# WHAT IS NEEDED:
Word for word, restate the entries that follow.

[Collected data]
+ + + +
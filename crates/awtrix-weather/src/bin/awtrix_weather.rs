//! awtrix-weather CLI
//!
//! Usage:
//!   awtrix-weather run                  # Publish with default settings
//!   awtrix-weather run -c config.yaml   # Publish with a config file
//!   awtrix-weather generate             # Build awtrix-weather.yaml interactively
//!   awtrix-weather generate -o my.yaml  # Build a config at a custom path

use argh::FromArgs;
use awtrix_weather::cli::{GenerateCommand, RunCommand};

/// Weather and custom messages for an AWTRIX display, over MQTT
#[derive(FromArgs)]
struct Args {
    /// show version information
    #[argh(switch, short = 'V')]
    version: bool,

    #[argh(subcommand)]
    command: Option<Command>,
}

#[derive(FromArgs)]
#[argh(subcommand)]
enum Command {
    Run(RunCommand),
    Generate(GenerateCommand),
}

#[tokio::main]
async fn main() -> Result<(), Box<dyn std::error::Error>> {
    awtrix_weather::setup_logging();

    let args: Args = argh::from_env();

    if args.version {
        println!("awtrix-weather {}", env!("CARGO_PKG_VERSION"));
        return Ok(());
    }

    match args.command {
        Some(Command::Run(cmd)) => {
            if let Err(e) = cmd.run().await {
                log::error!("{}", e);
                std::process::exit(1);
            }
        }
        Some(Command::Generate(cmd)) => {
            if let Err(e) = cmd.run() {
                eprintln!("Error: {}", e);
                std::process::exit(1);
            }
        }
        None => {
            eprintln!("No command given. Run 'awtrix-weather --help' for usage.");
            std::process::exit(2);
        }
    }

    Ok(())
}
+ + + +
# ANSWER BOX:
filename crates/awtrix-weather/src/bin/awtrix_weather.rs
//! awtrix-weather CLI
//!
//! Usage:
//!   awtrix-weather run                  # Publish with default settings
//!   awtrix-weather run -c config.yaml   # Publish with a config file
//!   awtrix-weather generate             # Build awtrix-weather.yaml interactively
//!   awtrix-weather generate -o my.yaml  # Build a config at a custom path

use argh::FromArgs;
use awtrix_weather::cli::{GenerateCommand, RunCommand};

/// Weather and custom messages for an AWTRIX display, over MQTT
#[derive(FromArgs)]
struct Args {
    /// show version information
    #[argh(switch, short = 'V')]
    version: bool,

    #[argh(subcommand)]
    command: Option<Command>,
}

#[derive(FromArgs)]
#[argh(subcommand)]
enum Command {
    Run(RunCommand),
    Generate(GenerateCommand),
}

#[tokio::main]
async fn main() -> Result<(), Box<dyn std::error::Error>> {
    awtrix_weather::setup_logging();

    let args: Args = argh::from_env();

    if args.version {
        println!("awtrix-weather {}", env!("CARGO_PKG_VERSION"));
        return Ok(());
    }

    match args.command {
        Some(Command::Run(cmd)) => {
            if let Err(e) = cmd.run().await {
                log::error!("{}", e);
                std::process::exit(1);
            }
        }
        Some(Command::Generate(cmd)) => {
            if let Err(e) = cmd.run() {
                eprintln!("Error: {}", e);
                std::process::exit(1);
            }
        }
        None => {
            eprintln!("No command given. Run 'awtrix-weather --help' for usage.");
            std::process::exit(2);
        }
    }

    Ok(())
}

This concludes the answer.